Unless the builder is serious about protecting the roots of trees on a house lot by cordoning off an area extending at least as far the drip lines of the trees and not running heavy equipment there, excavating there, or piling soil there, then it would be better to cut the trees down and start fresh with new plantings once construction is complete. A similar policy applies to clear-cutting trees from a woodland, though many people who are adamantly opposed to the practice may not want to hear it. As long as trees need to be cut down for timber to build houses and for pulp in the manufacture of paper products, there are only a limited number of ways of going about it. There are ways that are heedless of the surrounding environment, such as cutting trees around water bodies and on slopes without regard to controlling erosion, and there are ways which take into account the land’s recovery, such as leaving trees standing in riparian buffer zones and leaving behind some slash – material like branches and hollow logs – to help control erosion.

 

Logging in the Ochocos circa 1900
A logging scene in the Ochoco Mountains, Crook County, Oregon, circa 1900. Logging without heavy mechanical equipment was lighter on the land, but little consideration was given at the time to erosion control, reforestation, or lowering the impact of road construction. This photo is part of a collection at the Bowman Historical Museum, Crook County, Oregon.

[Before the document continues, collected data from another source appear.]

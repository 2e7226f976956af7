//! Cookie storage
//!
//! A small browser-style cookie jar: named string values with an optional
//! expiry counted in days. Cookies set without an expiry are session cookies
//! and live as long as the jar does.

use chrono::{DateTime, Duration, Utc};
use parking_lot::RwLock;
use serde::{Deserialize, Serialize};
use std::collections::HashMap;
use std::sync::Arc;
use thiserror::Error;

use crate::clock::{Clock, SystemClock};

/// Cookie storage error types
#[derive(Debug, Error)]
pub enum CookieError {
    /// Sled database error
    #[error("Database error: {0}")]
    Database(#[from] sled::Error),

    /// Serialization error
    #[error("Serialization error: {0}")]
    Serialization(#[from] serde_json::Error),
}

/// Result type for cookie operations
pub type Result<T> = std::result::Result<T, CookieError>;

/// Options applied when writing a cookie
#[derive(Debug, Clone, Copy, Default, PartialEq, Eq)]
pub struct CookieOptions {
    /// Lifetime in days; `None` makes it a session cookie
    pub expires: Option<u32>,
}

impl CookieOptions {
    /// A cookie that disappears with the session
    pub fn session() -> Self {
        Self { expires: None }
    }

    /// A cookie that expires after `days`
    pub fn days(days: u32) -> Self {
        Self { expires: Some(days) }
    }

    /// Absolute expiry for a cookie written at `now`
    pub fn expires_at(&self, now: DateTime<Utc>) -> Option<DateTime<Utc>> {
        self.expires.map(|days| now + Duration::days(i64::from(days)))
    }
}

/// Cookie jar used by the auth store
///
/// Reads never fail: a missing or expired cookie is simply `None`.
pub trait CookieStore: Send + Sync {
    /// Read a cookie value
    fn get(&self, name: &str) -> Option<String>;

    /// Write a cookie, replacing any previous value and expiry
    fn set(&self, name: &str, value: &str, options: CookieOptions) -> Result<()>;

    /// Delete a cookie
    fn remove(&self, name: &str) -> Result<()>;
}

/// A stored cookie value
#[derive(Debug, Clone, PartialEq, Eq, Serialize, Deserialize)]
pub struct CookieRecord {
    /// Cookie value
    pub value: String,
    /// When the cookie stops being readable; `None` for session cookies
    pub expires_at: Option<DateTime<Utc>>,
}

impl CookieRecord {
    /// Whether the cookie has expired at `now`
    pub fn is_expired(&self, now: DateTime<Utc>) -> bool {
        self.expires_at.is_some_and(|at| at <= now)
    }
}

/// In-process cookie jar
pub struct MemoryCookieStore {
    cookies: RwLock<HashMap<String, CookieRecord>>,
    clock: Arc<dyn Clock>,
}

impl MemoryCookieStore {
    /// Create an empty jar on the system clock
    pub fn new() -> Self {
        Self::with_clock(Arc::new(SystemClock))
    }

    /// Create an empty jar that reads time from `clock`
    pub fn with_clock(clock: Arc<dyn Clock>) -> Self {
        Self {
            cookies: RwLock::new(HashMap::new()),
            clock,
        }
    }

    /// Expiry of a live cookie, if it has one
    pub fn expires_at(&self, name: &str) -> Option<DateTime<Utc>> {
        self.record(name).and_then(|record| record.expires_at)
    }

    /// The full record of a live cookie
    pub fn record(&self, name: &str) -> Option<CookieRecord> {
        let now = self.clock.now();
        let mut cookies = self.cookies.write();

        match cookies.get(name) {
            Some(record) if record.is_expired(now) => {
                cookies.remove(name);
                None
            }
            Some(record) => Some(record.clone()),
            None => None,
        }
    }

    /// Number of stored cookies, expired ones included
    pub fn len(&self) -> usize {
        self.cookies.read().len()
    }

    /// Whether the jar holds nothing
    pub fn is_empty(&self) -> bool {
        self.cookies.read().is_empty()
    }
}

impl Default for MemoryCookieStore {
    fn default() -> Self {
        Self::new()
    }
}

impl CookieStore for MemoryCookieStore {
    fn get(&self, name: &str) -> Option<String> {
        self.record(name).map(|record| record.value)
    }

    fn set(&self, name: &str, value: &str, options: CookieOptions) -> Result<()> {
        let record = CookieRecord {
            value: value.to_string(),
            expires_at: options.expires_at(self.clock.now()),
        };
        self.cookies.write().insert(name.to_string(), record);
        Ok(())
    }

    fn remove(&self, name: &str) -> Result<()> {
        self.cookies.write().remove(name);
        Ok(())
    }
}
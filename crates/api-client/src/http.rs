//! HTTP client for the projectdesk API
//!
//! Request/response types, error classification, retry with exponential
//! backoff, and the reqwest-backed [`ApiClient`]. The stores never talk to
//! reqwest directly; they go through the [`HttpTransport`] trait so tests can
//! substitute a mock.

use async_trait::async_trait;
use serde::{Deserialize, Serialize};
use std::collections::HashMap;
use std::time::Duration;

// =============================================================================
// Error Types
// =============================================================================

/// API error with HTTP status and message
///
/// Status `0` is reserved for failures that never produced an HTTP response
/// (connection refused, timeout, undecodable body).
///
/// # Examples
/// ```
/// use api_client::http::ApiError;
///
/// let error = ApiError::new(404, "NotFound", "Project not found");
/// assert_eq!(error.status(), 404);
/// assert!(!error.is_network_error());
/// ```
#[derive(Debug, Clone, PartialEq, Eq)]
pub struct ApiError {
    /// HTTP status code
    status: u16,
    /// Error code (e.g., "InvalidRequest", "NotFound")
    error: String,
    /// Human-readable error message
    message: String,
}
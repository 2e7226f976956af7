//! Wall-clock abstraction
//!
//! Cookie expiry and cache-busting request parameters both read the time
//! through [`Clock`] so tests can pin it.

use chrono::{DateTime, Duration, Utc};
use parking_lot::RwLock;

/// Source of the current time
pub trait Clock: Send + Sync {
    /// Current UTC time
    fn now(&self) -> DateTime<Utc>;
}

/// The system clock
#[derive(Debug, Clone, Copy, Default)]
pub struct SystemClock;

impl Clock for SystemClock {
    fn now(&self) -> DateTime<Utc> {
        Utc::now()
    }
}

/// A clock that only moves when told to
#[derive(Debug)]
pub struct FixedClock {
    now: RwLock<DateTime<Utc>>,
}

impl FixedClock {
    /// Create a clock frozen at `now`
    pub fn new(now: DateTime<Utc>) -> Self {
        Self { now: RwLock::new(now) }
    }

    /// Create a clock frozen at a unix timestamp (seconds)
    pub fn at_timestamp(secs: i64) -> Self {
        Self::new(DateTime::from_timestamp(secs, 0).unwrap_or_default())
    }

    /// Move the clock to `now`
    pub fn set(&self, now: DateTime<Utc>) {
        *self.now.write() = now;
    }

    /// Move the clock forward
    pub fn advance(&self, by: Duration) {
        let mut now = self.now.write();
        *now += by;
    }
}

impl Clock for FixedClock {
    fn now(&self) -> DateTime<Utc> {
        *self.now.read()
    }
}
//! # Blob Storage Layer
//!
//! The [`BlobStore`] trait is the synchronous, string-keyed key-value
//! primitive the state slot persists into. It is abstracted behind a trait
//! to:
//! - Enable **testing** with `InMemoryStore` (no filesystem needed)
//! - Allow **future backends** without changing the persistence logic
//!
//! ## Implementations
//!
//! - [`fs::FileStore`]: production storage, one file per key under a root
//!   directory
//! - [`memory::InMemoryStore`]: in-memory storage for tests, with a write
//!   counter so tests can assert which operations actually persisted
//!
//! Values are opaque strings; serialization happens one layer up, in
//! [`persist`](crate::persist).

use crate::error::StoreError;

pub mod fs;
pub mod memory;

/// Abstract interface for the blob store.
///
/// All operations are synchronous and whole-value: a `write` replaces
/// whatever was stored under the key.
pub trait BlobStore {
    /// Read the value under `key`, or `None` if nothing is stored.
    fn read(&self, key: &str) -> Result<Option<String>, StoreError>;

    /// Store `value` under `key`, replacing any previous value.
    fn write(&mut self, key: &str, value: &str) -> Result<(), StoreError>;
}
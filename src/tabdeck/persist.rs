//! Whole-state persistence over a single keyed slot.
//!
//! The entire [`AppState`] is serialized to one JSON string and stored
//! under [`STORAGE_KEY`]; every save overwrites the slot wholesale, so the
//! last writer wins. Loading distinguishes "nothing stored yet"
//! ([`LoadError::Absent`]) from "stored but unusable"
//! ([`LoadError::Corrupt`]); callers fall back to the default seed in both
//! cases.

use crate::error::{LoadError, PersistError};
use crate::model::AppState;
use crate::store::BlobStore;

/// Key the serialized state lives under; kept stable so existing blobs
/// keep loading.
pub const STORAGE_KEY: &str = "tabState";

/// The persistence slot: a blob store plus the fixed key.
pub struct StateSlot<S: BlobStore> {
    store: S,
    key: &'static str,
}

impl<S: BlobStore> StateSlot<S> {
    pub fn new(store: S) -> Self {
        Self {
            store,
            key: STORAGE_KEY,
        }
    }

    /// Serialize `state` and overwrite the slot.
    pub fn save(&mut self, state: &AppState) -> Result<(), PersistError> {
        let blob = serde_json::to_string(state)?;
        self.store.write(self.key, &blob)?;
        Ok(())
    }

    /// Read and parse the slot.
    ///
    /// A backend read failure, unparseable JSON, or a state that fails
    /// [`AppState::validate`] all surface as `Corrupt`; a missing key is
    /// `Absent`. A structurally valid state is returned verbatim, with no
    /// normalization.
    pub fn load(&self) -> Result<AppState, LoadError> {
        let blob = self
            .store
            .read(self.key)
            .map_err(|err| LoadError::Corrupt(err.to_string()))?
            .ok_or(LoadError::Absent)?;
        let state: AppState =
            serde_json::from_str(&blob).map_err(|err| LoadError::Corrupt(err.to_string()))?;
        state.validate().map_err(LoadError::Corrupt)?;
        Ok(state)
    }

    pub fn store(&self) -> &S {
        &self.store
    }

    pub fn store_mut(&mut self) -> &mut S {
        &mut self.store
    }
}
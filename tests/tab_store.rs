//! End-to-end lifecycle over the file-backed store: seed, mutate, reopen,
//! recover from a corrupted blob on disk.

use tabdeck::api::TabStore;
use tabdeck::model::AppState;
use tabdeck::store::fs::FileStore;

fn first_ids(store: &TabStore<FileStore>) -> Vec<u32> {
    store
        .first_tab()
        .unwrap()
        .cards
        .iter()
        .map(|c| c.id)
        .collect()
}

#[test]
fn fresh_directory_seeds_defaults_and_writes_nothing() {
    let temp_dir = tempfile::tempdir().unwrap();
    let store = TabStore::new(FileStore::new(temp_dir.path().to_path_buf()));
    assert_eq!(store.state(), &AppState::default_state());
    assert!(!temp_dir.path().join("tabState.json").exists());
}

#[test]
fn state_survives_a_reopen() {
    let temp_dir = tempfile::tempdir().unwrap();

    let mut store = TabStore::new(FileStore::new(temp_dir.path().to_path_buf()));
    store.move_card(0, 2);
    store.switch_tab(1);
    let saved = store.state().clone();
    drop(store);

    let reopened = TabStore::new(FileStore::new(temp_dir.path().to_path_buf()));
    assert_eq!(reopened.state(), &saved);
    assert_eq!(first_ids(&reopened), vec![2, 3, 1, 4]);
    assert_eq!(reopened.current_tab().unwrap().id, 1);
}

#[test]
fn corrupted_blob_on_disk_falls_back_to_defaults() {
    let temp_dir = tempfile::tempdir().unwrap();

    let mut store = TabStore::new(FileStore::new(temp_dir.path().to_path_buf()));
    store.move_card(0, 3);
    drop(store);

    std::fs::write(temp_dir.path().join("tabState.json"), "][ not json").unwrap();

    let mut reopened = TabStore::new(FileStore::new(temp_dir.path().to_path_buf()));
    assert_eq!(reopened.state(), &AppState::default_state());

    // Explicit hydrate against the still-corrupt blob resets and repairs
    // the slot on disk.
    reopened.hydrate();
    drop(reopened);
    let repaired = TabStore::new(FileStore::new(temp_dir.path().to_path_buf()));
    assert_eq!(repaired.state(), &AppState::default_state());
}

#[test]
fn structurally_broken_blob_is_treated_as_corrupt() {
    let temp_dir = tempfile::tempdir().unwrap();

    // Parseable JSON, but the second tab lost a card: the tabs no longer
    // hold the same card set.
    let mut state = AppState::default_state();
    state.tabs[1].cards.pop();
    let blob = serde_json::to_string(&state).unwrap();
    std::fs::write(temp_dir.path().join("tabState.json"), blob).unwrap();

    let store = TabStore::new(FileStore::new(temp_dir.path().to_path_buf()));
    assert_eq!(store.state(), &AppState::default_state());
}
//! The reorder + cross-tab synchronization algorithm.
//!
//! A move happens on the first tab (id 0) and is mirrored into the second
//! tab (id 1) by card identity: find the card with the same id, pull it
//! out, and re-insert it at the moved-to index, clamped to the second
//! tab's own length. Everything here is pure list splicing; invalid input
//! degrades to a no-op, never an error.

use crate::model::{CardId, Tab, FIRST_TAB_ID, SECOND_TAB_ID};

/// Move the card at `from` to `to` within `primary`, then relocate the
/// matching card in `secondary`.
///
/// No-op when `primary` is absent, `from == to`, or either index is out
/// of range for the primary's current length. The removal happens before
/// the insertion, so with `to > from` the card lands exactly at `to` in
/// the shortened list, not one past it.
pub fn move_card(
    primary: Option<&mut Tab>,
    secondary: Option<&mut Tab>,
    from: usize,
    to: usize,
) {
    let Some(primary) = primary else {
        return;
    };
    let len = primary.cards.len();
    if from == to || from >= len || to >= len {
        return;
    }
    let card = primary.cards.remove(from);
    let card_id = card.id;
    primary.cards.insert(to, card);

    if let Some(secondary) = secondary {
        mirror_card(secondary, card_id, to);
    }
}

/// Relocate the card with `card_id` in `tab` to `to`, clamped against the
/// tab's post-removal length. No-op if the card is not present.
fn mirror_card(tab: &mut Tab, card_id: CardId, to: usize) {
    let Some(pos) = tab.cards.iter().position(|card| card.id == card_id) else {
        return;
    };
    let card = tab.cards.remove(pos);
    let target = to.min(tab.cards.len());
    tab.cards.insert(target, card);
}

/// Disjoint mutable borrows of the id-0 and id-1 tabs.
///
/// Returned as (first, second) regardless of the order the tabs appear in
/// the slice — the seed data lists them inverted.
pub fn first_and_second(tabs: &mut [Tab]) -> (Option<&mut Tab>, Option<&mut Tab>) {
    let mut first = None;
    let mut second = None;
    for tab in tabs {
        match tab.id {
            FIRST_TAB_ID => first = Some(tab),
            SECOND_TAB_ID => second = Some(tab),
            _ => {}
        }
    }
    (first, second)
}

Why not leave some mature trees standing here and there throughout the logged area? For the same reason of soil compaction that confronts the house builder who has to take extraordinary measures to sufficiently protect the roots of mature trees in order to preserve them, rather than just going through the motions. A clear-cut area often looks like a moonscape for a few years until new growth takes over, and its appearance would no doubt be improved by a remnant of mature trees, but ultimately a sensitivity about appearances may not prove to be in the best interest of the trees themselves. Ultimately where logging has to be done to provide the paper products and building materials nearly everyone uses, it may be best to get in and get out, employing best practices to control erosion, perhaps repairing soil compaction where possible, and then either replanting or allowing the land to regenerate new growth on its own. After that, leave the land alone for a generation or more. Hand-wringing about the removal of trees may be a satisfying demonstration of environmental sensitivity, but unless it is accompanied by an understanding of best practices in pursuit of necessary economic activity, it is best not undertaken by those living in wood houses.